*** DATA EXCERPTS Section Begins ***
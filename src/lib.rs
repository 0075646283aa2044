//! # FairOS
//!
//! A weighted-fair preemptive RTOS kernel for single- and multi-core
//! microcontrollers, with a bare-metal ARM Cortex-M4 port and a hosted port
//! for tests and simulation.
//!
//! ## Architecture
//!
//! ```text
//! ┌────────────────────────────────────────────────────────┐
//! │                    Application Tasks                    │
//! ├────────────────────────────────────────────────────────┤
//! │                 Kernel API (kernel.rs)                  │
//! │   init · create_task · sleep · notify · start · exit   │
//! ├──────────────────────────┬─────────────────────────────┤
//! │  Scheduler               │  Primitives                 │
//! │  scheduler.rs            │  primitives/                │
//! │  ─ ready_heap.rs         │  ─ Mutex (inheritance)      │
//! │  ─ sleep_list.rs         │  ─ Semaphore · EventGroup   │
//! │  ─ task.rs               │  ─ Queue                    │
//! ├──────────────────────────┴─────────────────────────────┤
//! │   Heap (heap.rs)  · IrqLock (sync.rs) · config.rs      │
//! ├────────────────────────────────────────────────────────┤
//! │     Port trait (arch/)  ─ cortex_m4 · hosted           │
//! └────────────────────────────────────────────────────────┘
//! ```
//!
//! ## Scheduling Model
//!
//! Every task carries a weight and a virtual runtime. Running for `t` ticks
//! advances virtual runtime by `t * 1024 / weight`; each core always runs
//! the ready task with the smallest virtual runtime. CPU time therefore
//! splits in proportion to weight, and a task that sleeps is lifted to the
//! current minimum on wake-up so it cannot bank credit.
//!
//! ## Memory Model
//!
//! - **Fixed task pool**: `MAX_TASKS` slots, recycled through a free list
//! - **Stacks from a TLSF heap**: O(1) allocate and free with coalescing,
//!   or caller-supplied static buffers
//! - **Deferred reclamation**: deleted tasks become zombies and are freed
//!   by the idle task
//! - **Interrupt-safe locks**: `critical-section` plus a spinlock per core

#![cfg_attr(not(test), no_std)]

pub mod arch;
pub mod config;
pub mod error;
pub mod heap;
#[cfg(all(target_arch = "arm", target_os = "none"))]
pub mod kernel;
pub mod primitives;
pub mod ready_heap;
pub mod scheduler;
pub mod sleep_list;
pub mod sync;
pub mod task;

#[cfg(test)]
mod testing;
*** DATA EXCERPTS Section Ends ***
*** DATA EXCERPTS Section Begins ***
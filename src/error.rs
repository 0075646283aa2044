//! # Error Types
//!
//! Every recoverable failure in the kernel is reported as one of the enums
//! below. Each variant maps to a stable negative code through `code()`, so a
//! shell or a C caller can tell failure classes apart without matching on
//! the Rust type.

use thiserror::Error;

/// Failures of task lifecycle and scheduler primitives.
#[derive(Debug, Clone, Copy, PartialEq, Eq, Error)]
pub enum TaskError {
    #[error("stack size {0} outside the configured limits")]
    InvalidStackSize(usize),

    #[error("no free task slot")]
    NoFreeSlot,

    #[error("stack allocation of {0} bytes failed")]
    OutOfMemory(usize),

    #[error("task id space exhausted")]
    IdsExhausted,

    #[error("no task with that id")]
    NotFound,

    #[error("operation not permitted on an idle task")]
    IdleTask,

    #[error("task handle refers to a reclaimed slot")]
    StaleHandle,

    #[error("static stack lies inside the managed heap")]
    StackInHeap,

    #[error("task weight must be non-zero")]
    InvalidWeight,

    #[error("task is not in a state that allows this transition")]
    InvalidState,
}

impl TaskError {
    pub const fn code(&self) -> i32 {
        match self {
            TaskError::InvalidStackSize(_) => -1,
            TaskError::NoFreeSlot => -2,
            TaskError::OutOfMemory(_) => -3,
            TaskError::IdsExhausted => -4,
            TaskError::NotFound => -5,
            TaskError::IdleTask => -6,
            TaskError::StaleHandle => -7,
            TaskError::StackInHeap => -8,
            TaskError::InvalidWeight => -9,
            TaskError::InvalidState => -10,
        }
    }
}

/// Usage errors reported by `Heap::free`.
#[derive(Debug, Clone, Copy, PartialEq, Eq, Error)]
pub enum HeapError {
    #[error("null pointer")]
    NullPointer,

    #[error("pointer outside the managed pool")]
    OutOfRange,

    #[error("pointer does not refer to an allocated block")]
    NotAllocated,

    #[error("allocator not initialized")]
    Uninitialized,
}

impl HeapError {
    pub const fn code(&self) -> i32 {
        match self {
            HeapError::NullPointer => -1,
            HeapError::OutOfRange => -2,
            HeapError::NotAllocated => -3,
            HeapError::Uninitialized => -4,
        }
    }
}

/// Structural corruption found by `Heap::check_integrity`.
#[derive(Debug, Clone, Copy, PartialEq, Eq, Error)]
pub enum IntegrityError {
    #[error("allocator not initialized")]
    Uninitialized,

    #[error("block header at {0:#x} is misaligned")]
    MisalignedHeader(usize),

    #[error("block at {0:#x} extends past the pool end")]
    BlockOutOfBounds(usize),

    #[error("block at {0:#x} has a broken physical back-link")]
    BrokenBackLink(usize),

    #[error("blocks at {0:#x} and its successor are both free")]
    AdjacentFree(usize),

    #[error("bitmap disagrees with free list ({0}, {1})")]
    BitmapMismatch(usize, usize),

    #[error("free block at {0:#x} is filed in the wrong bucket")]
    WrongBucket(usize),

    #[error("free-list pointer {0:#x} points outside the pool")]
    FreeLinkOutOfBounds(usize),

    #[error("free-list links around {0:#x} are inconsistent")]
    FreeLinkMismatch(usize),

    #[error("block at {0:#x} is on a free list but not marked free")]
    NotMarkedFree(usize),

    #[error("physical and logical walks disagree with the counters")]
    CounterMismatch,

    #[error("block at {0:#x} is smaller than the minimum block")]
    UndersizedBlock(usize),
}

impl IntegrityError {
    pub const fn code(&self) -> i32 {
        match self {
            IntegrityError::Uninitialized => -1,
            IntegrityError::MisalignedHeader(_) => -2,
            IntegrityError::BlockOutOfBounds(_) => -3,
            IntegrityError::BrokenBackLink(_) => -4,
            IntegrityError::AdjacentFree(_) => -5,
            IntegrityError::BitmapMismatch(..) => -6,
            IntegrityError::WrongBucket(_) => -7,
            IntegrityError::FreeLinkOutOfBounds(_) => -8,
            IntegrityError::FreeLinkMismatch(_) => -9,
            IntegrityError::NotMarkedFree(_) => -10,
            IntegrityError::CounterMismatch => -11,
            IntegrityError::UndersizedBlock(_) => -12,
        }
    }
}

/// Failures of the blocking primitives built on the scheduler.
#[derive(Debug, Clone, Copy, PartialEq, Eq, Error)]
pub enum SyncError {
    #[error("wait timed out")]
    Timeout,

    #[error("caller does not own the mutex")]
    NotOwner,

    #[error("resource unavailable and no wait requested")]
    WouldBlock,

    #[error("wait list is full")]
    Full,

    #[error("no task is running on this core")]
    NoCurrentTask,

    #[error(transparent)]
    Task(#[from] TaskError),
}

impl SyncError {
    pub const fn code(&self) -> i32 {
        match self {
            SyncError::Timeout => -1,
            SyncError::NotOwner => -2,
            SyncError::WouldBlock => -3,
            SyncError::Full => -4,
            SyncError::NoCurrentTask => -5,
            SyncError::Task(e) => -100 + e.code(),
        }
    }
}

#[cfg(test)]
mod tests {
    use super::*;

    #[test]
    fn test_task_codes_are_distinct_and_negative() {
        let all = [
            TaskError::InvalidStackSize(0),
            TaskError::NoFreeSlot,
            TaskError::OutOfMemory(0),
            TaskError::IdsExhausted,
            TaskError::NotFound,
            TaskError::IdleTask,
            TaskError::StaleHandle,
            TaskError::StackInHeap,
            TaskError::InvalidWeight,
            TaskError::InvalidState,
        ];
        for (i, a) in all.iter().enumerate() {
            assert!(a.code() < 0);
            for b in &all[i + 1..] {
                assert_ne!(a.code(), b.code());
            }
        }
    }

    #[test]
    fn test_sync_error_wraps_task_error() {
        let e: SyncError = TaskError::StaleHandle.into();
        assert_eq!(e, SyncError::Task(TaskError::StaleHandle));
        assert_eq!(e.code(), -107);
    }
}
*** DATA EXCERPTS Section Ends ***
*** DATA EXCERPTS Section Begins ***
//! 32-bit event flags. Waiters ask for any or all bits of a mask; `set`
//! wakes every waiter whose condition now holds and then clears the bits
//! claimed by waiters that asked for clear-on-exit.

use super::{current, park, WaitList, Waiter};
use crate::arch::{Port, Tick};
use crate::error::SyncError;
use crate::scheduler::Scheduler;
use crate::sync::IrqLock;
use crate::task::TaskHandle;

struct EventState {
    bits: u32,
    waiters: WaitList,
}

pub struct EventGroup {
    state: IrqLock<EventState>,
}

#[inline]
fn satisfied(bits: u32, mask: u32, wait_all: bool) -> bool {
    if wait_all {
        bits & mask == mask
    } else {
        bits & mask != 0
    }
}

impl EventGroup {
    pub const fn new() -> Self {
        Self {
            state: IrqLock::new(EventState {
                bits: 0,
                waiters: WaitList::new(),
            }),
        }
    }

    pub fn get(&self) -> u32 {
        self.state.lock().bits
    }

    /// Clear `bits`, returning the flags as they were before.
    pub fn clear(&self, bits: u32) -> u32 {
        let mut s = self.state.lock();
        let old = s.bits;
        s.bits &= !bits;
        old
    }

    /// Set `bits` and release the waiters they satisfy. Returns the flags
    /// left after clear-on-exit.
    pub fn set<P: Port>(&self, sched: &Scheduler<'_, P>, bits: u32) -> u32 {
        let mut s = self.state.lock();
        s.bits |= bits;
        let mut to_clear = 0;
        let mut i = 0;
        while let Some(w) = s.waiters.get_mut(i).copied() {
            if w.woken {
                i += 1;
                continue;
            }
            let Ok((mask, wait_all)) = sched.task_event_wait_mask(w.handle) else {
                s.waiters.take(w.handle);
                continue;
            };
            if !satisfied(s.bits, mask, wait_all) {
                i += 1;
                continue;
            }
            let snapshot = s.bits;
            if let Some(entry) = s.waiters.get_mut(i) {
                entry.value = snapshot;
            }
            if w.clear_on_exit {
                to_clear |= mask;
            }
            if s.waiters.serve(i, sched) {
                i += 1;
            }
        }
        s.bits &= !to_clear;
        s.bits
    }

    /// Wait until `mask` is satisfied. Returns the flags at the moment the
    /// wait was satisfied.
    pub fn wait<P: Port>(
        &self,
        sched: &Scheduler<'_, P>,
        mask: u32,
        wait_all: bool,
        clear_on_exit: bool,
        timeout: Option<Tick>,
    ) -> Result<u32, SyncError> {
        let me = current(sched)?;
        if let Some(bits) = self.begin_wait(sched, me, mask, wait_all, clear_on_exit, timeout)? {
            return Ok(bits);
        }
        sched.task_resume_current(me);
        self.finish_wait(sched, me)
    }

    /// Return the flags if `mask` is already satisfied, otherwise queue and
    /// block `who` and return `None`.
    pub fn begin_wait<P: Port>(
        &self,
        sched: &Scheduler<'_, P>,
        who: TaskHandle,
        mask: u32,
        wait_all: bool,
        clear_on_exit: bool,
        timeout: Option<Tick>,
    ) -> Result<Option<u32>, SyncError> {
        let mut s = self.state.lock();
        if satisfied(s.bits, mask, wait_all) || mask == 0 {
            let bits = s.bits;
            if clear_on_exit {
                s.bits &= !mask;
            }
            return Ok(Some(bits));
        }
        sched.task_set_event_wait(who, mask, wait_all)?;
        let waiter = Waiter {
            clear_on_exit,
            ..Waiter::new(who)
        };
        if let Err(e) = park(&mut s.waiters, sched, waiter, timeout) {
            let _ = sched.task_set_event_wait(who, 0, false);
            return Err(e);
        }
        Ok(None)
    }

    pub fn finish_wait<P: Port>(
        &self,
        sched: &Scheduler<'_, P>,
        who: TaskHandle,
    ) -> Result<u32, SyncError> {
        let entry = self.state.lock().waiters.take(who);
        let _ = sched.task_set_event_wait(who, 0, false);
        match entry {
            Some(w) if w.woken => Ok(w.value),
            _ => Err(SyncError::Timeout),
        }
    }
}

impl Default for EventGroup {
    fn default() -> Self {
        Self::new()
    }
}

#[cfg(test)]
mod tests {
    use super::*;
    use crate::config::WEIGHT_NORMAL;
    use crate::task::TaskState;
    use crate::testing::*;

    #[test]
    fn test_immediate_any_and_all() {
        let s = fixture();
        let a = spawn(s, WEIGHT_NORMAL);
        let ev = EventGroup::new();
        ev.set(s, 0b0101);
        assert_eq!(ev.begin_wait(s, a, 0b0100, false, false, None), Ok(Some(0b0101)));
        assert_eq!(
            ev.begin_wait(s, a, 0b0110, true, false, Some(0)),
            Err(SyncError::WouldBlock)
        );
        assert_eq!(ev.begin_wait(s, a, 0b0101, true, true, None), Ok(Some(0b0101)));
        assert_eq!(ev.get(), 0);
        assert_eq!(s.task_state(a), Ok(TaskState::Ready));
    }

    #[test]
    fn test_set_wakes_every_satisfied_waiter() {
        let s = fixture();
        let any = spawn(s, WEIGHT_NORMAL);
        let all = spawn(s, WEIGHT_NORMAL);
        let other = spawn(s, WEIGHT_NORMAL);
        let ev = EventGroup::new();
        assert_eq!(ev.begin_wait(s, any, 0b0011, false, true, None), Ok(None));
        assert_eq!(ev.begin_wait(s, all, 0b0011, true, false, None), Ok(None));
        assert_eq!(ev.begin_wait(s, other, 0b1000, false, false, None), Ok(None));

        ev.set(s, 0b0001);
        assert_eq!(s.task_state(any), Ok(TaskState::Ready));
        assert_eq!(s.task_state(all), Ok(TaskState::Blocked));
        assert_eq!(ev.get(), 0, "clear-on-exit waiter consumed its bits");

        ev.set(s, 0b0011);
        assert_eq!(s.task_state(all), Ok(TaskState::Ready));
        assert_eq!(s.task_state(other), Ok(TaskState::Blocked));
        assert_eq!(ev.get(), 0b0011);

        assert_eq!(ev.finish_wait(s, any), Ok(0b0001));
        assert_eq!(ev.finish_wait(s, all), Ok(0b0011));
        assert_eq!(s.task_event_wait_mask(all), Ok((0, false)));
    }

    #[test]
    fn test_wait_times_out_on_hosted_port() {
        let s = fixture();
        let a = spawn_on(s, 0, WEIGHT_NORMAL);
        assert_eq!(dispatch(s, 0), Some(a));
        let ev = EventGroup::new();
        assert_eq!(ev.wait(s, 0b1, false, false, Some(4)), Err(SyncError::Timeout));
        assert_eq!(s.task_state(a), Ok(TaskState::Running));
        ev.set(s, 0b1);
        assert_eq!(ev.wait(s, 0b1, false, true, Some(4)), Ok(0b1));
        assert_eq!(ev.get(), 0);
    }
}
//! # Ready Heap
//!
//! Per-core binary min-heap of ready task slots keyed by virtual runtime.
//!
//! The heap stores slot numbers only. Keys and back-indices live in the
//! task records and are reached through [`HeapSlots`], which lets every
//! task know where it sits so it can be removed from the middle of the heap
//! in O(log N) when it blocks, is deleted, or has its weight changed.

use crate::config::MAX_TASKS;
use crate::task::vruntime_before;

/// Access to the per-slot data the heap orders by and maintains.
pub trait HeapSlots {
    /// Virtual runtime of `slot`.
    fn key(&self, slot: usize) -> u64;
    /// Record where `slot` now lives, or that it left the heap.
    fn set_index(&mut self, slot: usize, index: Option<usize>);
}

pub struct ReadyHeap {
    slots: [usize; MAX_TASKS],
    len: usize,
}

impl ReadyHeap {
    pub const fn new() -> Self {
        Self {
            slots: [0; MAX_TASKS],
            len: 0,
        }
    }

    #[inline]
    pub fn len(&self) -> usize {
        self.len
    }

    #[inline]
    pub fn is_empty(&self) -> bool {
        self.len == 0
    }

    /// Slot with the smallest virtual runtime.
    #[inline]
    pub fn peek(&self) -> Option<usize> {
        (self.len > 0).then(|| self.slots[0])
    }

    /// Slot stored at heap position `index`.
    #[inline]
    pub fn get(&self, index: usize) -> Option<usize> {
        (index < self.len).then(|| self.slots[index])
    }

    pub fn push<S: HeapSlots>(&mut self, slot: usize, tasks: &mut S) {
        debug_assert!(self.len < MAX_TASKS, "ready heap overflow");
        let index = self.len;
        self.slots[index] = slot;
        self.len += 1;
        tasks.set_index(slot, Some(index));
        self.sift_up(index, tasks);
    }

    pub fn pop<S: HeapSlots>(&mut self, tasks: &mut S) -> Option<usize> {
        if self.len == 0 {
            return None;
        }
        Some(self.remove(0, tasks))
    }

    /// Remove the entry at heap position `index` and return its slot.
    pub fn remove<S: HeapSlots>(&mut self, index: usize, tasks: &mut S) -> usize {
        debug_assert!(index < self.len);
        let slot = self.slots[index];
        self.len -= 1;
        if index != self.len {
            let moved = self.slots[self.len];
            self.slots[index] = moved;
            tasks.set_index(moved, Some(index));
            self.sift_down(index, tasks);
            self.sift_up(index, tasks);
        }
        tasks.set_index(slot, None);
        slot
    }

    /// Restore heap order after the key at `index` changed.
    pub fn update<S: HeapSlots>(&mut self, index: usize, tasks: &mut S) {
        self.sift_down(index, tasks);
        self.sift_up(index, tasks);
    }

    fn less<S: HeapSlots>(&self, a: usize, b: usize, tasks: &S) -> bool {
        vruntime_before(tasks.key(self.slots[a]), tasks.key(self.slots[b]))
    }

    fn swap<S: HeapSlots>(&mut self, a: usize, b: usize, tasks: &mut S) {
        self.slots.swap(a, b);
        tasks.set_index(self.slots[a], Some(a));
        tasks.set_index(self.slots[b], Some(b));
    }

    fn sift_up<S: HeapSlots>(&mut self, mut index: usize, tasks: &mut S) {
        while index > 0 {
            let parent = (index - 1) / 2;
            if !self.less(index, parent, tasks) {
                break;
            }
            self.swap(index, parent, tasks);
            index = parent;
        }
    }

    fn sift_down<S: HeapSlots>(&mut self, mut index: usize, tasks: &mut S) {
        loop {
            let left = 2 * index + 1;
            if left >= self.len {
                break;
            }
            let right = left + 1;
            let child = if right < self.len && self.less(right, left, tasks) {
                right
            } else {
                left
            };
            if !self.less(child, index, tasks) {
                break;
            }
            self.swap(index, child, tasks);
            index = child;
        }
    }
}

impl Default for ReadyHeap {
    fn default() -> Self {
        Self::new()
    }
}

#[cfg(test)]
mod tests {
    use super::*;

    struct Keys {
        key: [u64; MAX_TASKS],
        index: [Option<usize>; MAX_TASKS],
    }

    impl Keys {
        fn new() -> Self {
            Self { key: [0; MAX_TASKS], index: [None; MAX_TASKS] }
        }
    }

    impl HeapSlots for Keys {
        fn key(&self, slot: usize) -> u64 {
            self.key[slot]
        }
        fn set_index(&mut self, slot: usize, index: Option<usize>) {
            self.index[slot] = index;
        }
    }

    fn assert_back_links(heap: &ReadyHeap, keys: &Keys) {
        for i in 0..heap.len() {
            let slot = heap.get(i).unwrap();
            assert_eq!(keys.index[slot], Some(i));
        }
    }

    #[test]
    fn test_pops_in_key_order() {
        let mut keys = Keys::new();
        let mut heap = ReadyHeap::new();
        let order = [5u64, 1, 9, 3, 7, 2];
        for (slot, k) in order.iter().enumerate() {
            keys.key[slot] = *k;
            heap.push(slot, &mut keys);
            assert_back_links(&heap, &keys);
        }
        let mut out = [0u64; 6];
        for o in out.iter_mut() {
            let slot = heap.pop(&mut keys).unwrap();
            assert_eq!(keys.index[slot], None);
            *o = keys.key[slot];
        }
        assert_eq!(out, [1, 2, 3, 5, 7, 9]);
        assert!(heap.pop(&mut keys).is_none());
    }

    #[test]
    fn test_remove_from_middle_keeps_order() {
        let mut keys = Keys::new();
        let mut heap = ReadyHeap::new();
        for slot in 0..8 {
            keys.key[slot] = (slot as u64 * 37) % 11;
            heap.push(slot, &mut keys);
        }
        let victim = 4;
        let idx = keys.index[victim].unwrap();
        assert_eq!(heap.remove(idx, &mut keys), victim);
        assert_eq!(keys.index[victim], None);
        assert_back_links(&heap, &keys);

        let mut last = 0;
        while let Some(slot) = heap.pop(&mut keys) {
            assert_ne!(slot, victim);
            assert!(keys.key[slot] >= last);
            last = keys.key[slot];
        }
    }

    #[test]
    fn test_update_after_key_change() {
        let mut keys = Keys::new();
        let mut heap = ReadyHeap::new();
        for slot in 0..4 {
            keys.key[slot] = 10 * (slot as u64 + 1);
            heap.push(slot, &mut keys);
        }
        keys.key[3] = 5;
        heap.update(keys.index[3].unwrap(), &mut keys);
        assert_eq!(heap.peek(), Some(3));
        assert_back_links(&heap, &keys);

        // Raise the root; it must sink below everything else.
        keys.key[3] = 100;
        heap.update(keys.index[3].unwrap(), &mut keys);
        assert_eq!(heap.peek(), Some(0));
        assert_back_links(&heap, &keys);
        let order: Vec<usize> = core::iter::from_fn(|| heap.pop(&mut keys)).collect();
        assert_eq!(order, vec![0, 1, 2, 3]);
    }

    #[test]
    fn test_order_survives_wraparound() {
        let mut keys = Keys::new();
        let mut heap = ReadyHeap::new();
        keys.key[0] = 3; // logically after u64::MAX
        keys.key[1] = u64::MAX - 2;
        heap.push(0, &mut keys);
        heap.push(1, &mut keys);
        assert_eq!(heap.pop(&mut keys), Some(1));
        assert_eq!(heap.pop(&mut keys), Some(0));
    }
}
*** DATA EXCERPTS Section Ends ***
» WHAT YOU HAVE TO DO
From the records above, copy each line where the word "outside" can be found.

» EXPECTED ANSWER
    #[error("stack size {0} outside the configured limits")]
    #[error("pointer outside the managed pool")]
    #[error("free-list pointer {0:#x} points outside the pool")]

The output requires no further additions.